Lines in the listing below containing the string "trim" are to be identified and copied.
[[ PROVIDED RECORDS open ]]
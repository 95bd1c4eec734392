use crate::{
    common::{self, ControllerOpt, EitherError, MustBePowerOfTwo, WrappedIoError},
    stats::{supported_page_sizes, HugeTlbStats, StatsProvider, SupportedPageSizesError},
};
use std::{collections::HashMap, num::ParseIntError, path::Path};

use crate::common::read_cgroup_file;
use oci_spec::runtime::LinuxHugepageLimit;

use super::controller::Controller;

#[derive(thiserror::Error, Debug)]
pub enum V1HugeTlbControllerError {
    #[error("io error: {0}")]
    WrappedIo(#[from] WrappedIoError),
    #[error("malformed page size {page_size}: {err}")]
    MalformedPageSize {
        page_size: String,
        err: EitherError<ParseIntError, MustBePowerOfTwo>,
    },
}

pub struct HugeTlb {}

impl Controller for HugeTlb {
    type Error = V1HugeTlbControllerError;
    type Resource = Vec<LinuxHugepageLimit>;

    fn apply(
        controller_opt: &ControllerOpt,
        cgroup_root: &std::path::Path,
    ) -> Result<(), Self::Error> {
        tracing::debug!("Apply Hugetlb cgroup config");

        if let Some(hugepage_limits) = Self::needs_to_handle(controller_opt) {
            for hugetlb in hugepage_limits {
                Self::apply(cgroup_root, hugetlb)?
            }
        }

        Ok(())
    }

    fn needs_to_handle<'a>(controller_opt: &'a ControllerOpt) -> Option<&'a Self::Resource> {
        if let Some(hugepage_limits) = controller_opt.resources.hugepage_limits() {
            if !hugepage_limits.is_empty() {
                return controller_opt.resources.hugepage_limits().as_ref();
            }
        }

        None
    }
}

#[derive(thiserror::Error, Debug)]
pub enum V1HugeTlbStatsError {
    #[error("io error: {0}")]
    WrappedIo(#[from] WrappedIoError),
    #[error("error getting supported page sizes: {0}")]
    SupportedPageSizes(#[from] SupportedPageSizesError),
    #[error("error parsing value: {0}")]
    Parse(#[from] ParseIntError),
}

impl StatsProvider for HugeTlb {
    type Error = V1HugeTlbStatsError;
    type Stats = HashMap<String, HugeTlbStats>;

    fn stats(cgroup_path: &Path) -> Result<Self::Stats, Self::Error> {
        let page_sizes = supported_page_sizes()?;
        let mut hugetlb_stats = HashMap::with_capacity(page_sizes.len());

        for page_size in &page_sizes {
            let stats = Self::stats_for_page_size(cgroup_path, page_size)?;
            hugetlb_stats.insert(page_size.to_owned(), stats);
        }

        Ok(hugetlb_stats)
    }
}

impl HugeTlb {
    fn apply(
        root_path: &Path,
        hugetlb: &LinuxHugepageLimit,
    ) -> Result<(), V1HugeTlbControllerError> {
        let raw_page_size: String = hugetlb
            .page_size()
            .chars()
            .take_while(|c| c.is_ascii_digit())
            .collect();
        let page_size: u64 = match raw_page_size.parse() {
            Ok(page_size) => page_size,
            Err(err) => {
                return Err(V1HugeTlbControllerError::MalformedPageSize {
                    page_size: raw_page_size,
                    err: EitherError::Left(err),
                })
            }
        };
        if !Self::is_power_of_two(page_size) {
            return Err(V1HugeTlbControllerError::MalformedPageSize {
                page_size: raw_page_size,
                err: EitherError::Right(MustBePowerOfTwo),
            });
        }

        common::write_cgroup_file(
            root_path.join(format!("hugetlb.{}.limit_in_bytes", hugetlb.page_size())),
            hugetlb.limit(),
        )?;

        let rsvd_file_path = root_path.join(format!(
            "hugetlb.{}.rsvd.limit_in_bytes",
            hugetlb.page_size()
        ));
        if rsvd_file_path.exists() {
            common::write_cgroup_file(rsvd_file_path, hugetlb.limit())?;
        }

        Ok(())
    }

    fn is_power_of_two(number: u64) -> bool {
        (number != 0) && (number & (number.saturating_sub(1))) == 0
    }

    fn stats_for_page_size(
        cgroup_path: &Path,
        page_size: &str,
    ) -> Result<HugeTlbStats, V1HugeTlbStatsError> {
        let mut stats = HugeTlbStats::default();
        let mut file_prefix = format!("hugetlb.{page_size}.rsvd");
        let mut usage_file = format!("{file_prefix}.usage_in_bytes");
        let usage_content = read_cgroup_file(cgroup_path.join(&usage_file)).or_else(|_| {
            file_prefix = format!("hugetlb.{page_size}");
            usage_file = format!("{file_prefix}.usage_in_bytes");
            read_cgroup_file(cgroup_path.join(&usage_file))
        })?;
        stats.usage = usage_content.trim().parse()?;

        let max_file = format!("{file_prefix}.max_usage_in_bytes");
        let max_content = common::read_cgroup_file(cgroup_path.join(max_file))?;
        stats.max_usage = max_content.trim().parse()?;

        let failcnt_file = format!("{file_prefix}.failcnt");
        let failcnt_content = common::read_cgroup_file(cgroup_path.join(failcnt_file))?;
        stats.fail_count = failcnt_content.trim().parse()?;

        Ok(stats)
    }
}

#[cfg(test)]
mod tests {
    use super::*;
    use crate::test::set_fixture;
    use oci_spec::runtime::LinuxHugepageLimitBuilder;
    use std::fs::read_to_string;

    #[test]
    fn test_set_hugetlb() {
        let page_file_name = "hugetlb.2MB.limit_in_bytes";
        let tmp = tempfile::tempdir().unwrap();
        set_fixture(tmp.path(), page_file_name, "0").expect("Set fixture for 2 MB page size");

        let hugetlb = LinuxHugepageLimitBuilder::default()
            .page_size("2MB")
            .limit(16384)
            .build()
            .unwrap();

        HugeTlb::apply(tmp.path(), &hugetlb).expect("apply hugetlb");
        let content =
            read_to_string(tmp.path().join(page_file_name)).expect("Read hugetlb file content");
        assert_eq!(hugetlb.limit().to_string(), content);
    }

    #[test]
    fn test_set_rsvd_hugetlb() {
        let page_file_name = "hugetlb.2MB.limit_in_bytes";
        let rsvd_page_file_name = "hugetlb.2MB.rsvd.limit_in_bytes";
        let tmp = tempfile::tempdir().unwrap();
        set_fixture(tmp.path(), page_file_name, "0").expect("Set fixture for 2 MB page size");
        set_fixture(tmp.path(), rsvd_page_file_name, "0")
            .expect("Set fixture for 2 MB rsvd page size");

        let hugetlb = LinuxHugepageLimitBuilder::default()
            .page_size("2MB")
            .limit(16384)
            .build()
            .unwrap();

        HugeTlb::apply(tmp.path(), &hugetlb).expect("apply hugetlb");
        let content =
            read_to_string(tmp.path().join(page_file_name)).expect("Read hugetlb file content");
        let rsvd_content = read_to_string(tmp.path().join(rsvd_page_file_name))
            .expect("Read rsvd hugetlb file content");

        // Both files should have been written to
        assert_eq!(hugetlb.limit().to_string(), content);
        assert_eq!(hugetlb.limit().to_string(), rsvd_content);
    }

    #[test]
    fn test_set_hugetlb_with_invalid_page_size() {
        let tmp = tempfile::tempdir().unwrap();

        let hugetlb = LinuxHugepageLimitBuilder::default()
            .page_size("3MB")
            .limit(16384)
            .build()
            .unwrap();

        let result = HugeTlb::apply(tmp.path(), &hugetlb);
        assert!(
            result.is_err(),
            "page size that is not a power of two should be an error"
        );
    }

    quickcheck! {
        fn property_test_set_hugetlb(hugetlb: LinuxHugepageLimit) -> bool {
            let page_file_name = format!("hugetlb.{:?}.limit_in_bytes", hugetlb.page_size());
            let tmp = tempfile::tempdir().unwrap();
            set_fixture(tmp.path(), &page_file_name, "0").expect("Set fixture for page size");

            let result = HugeTlb::apply(tmp.path(), &hugetlb);

            let page_size: String = hugetlb
            .page_size()
            .chars()
            .take_while(|c| c.is_ascii_digit())
            .collect();
            let page_size: u64 = page_size.parse().expect("parse page size");

            if HugeTlb::is_power_of_two(page_size) && page_size != 1 {
                let content =
                    read_to_string(tmp.path().join(page_file_name)).expect("Read hugetlb file content");
                hugetlb.limit().to_string() == content
            } else {
                result.is_err()
            }
        }
    }

    #[test]
    fn test_stat_hugetlb() {
        let tmp = tempfile::tempdir().unwrap();
        set_fixture(tmp.path(), "hugetlb.2MB.usage_in_bytes", "1024\n").expect("set hugetlb usage");
        set_fixture(tmp.path(), "hugetlb.2MB.max_usage_in_bytes", "4096\n")
            .expect("set hugetlb max usage");
        set_fixture(tmp.path(), "hugetlb.2MB.failcnt", "5").expect("set hugetlb fail count");

        let actual = HugeTlb::stats_for_page_size(tmp.path(), "2MB").expect("get cgroup stats");

        let expected = HugeTlbStats {
            usage: 1024,
            max_usage: 4096,
            fail_count: 5,
        };
        assert_eq!(actual, expected);
    }

    #[test]
    fn test_stat_rsvd_hugetlb() {
        let tmp = tempfile::tempdir().unwrap();

        set_fixture(tmp.path(), "hugetlb.2MB.rsvd.usage_in_bytes", "1024\n")
            .expect("set hugetlb usage");
        set_fixture(tmp.path(), "hugetlb.2MB.rsvd.max_usage_in_bytes", "4096\n")
            .expect("set hugetlb max usage");
        set_fixture(tmp.path(), "hugetlb.2MB.rsvd.failcnt", "5").expect("set hugetlb fail count");

        set_fixture(tmp.path(), "hugetlb.2MB.usage_in_bytes", "2048\n").expect("set hugetlb usage");
        set_fixture(tmp.path(), "hugetlb.2MB.max_usage_in_bytes", "8192\n")
            .expect("set hugetlb max usage");
        set_fixture(tmp.path(), "hugetlb.2MB.failcnt", "10").expect("set hugetlb fail count");

        let actual = HugeTlb::stats_for_page_size(tmp.path(), "2MB").expect("get cgroup stats");

        // Should prefer rsvd stats over non-rsvd stats
        let expected = HugeTlbStats {
            usage: 1024,
            max_usage: 4096,
            fail_count: 5,
        };
        assert_eq!(actual, expected);
    }
}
[[ PROVIDED RECORDS closed ]]
### [FINAL ANSWER]
        stats.usage = usage_content.trim().parse()?;
        stats.max_usage = max_content.trim().parse()?;
        stats.fail_count = failcnt_content.trim().parse()?;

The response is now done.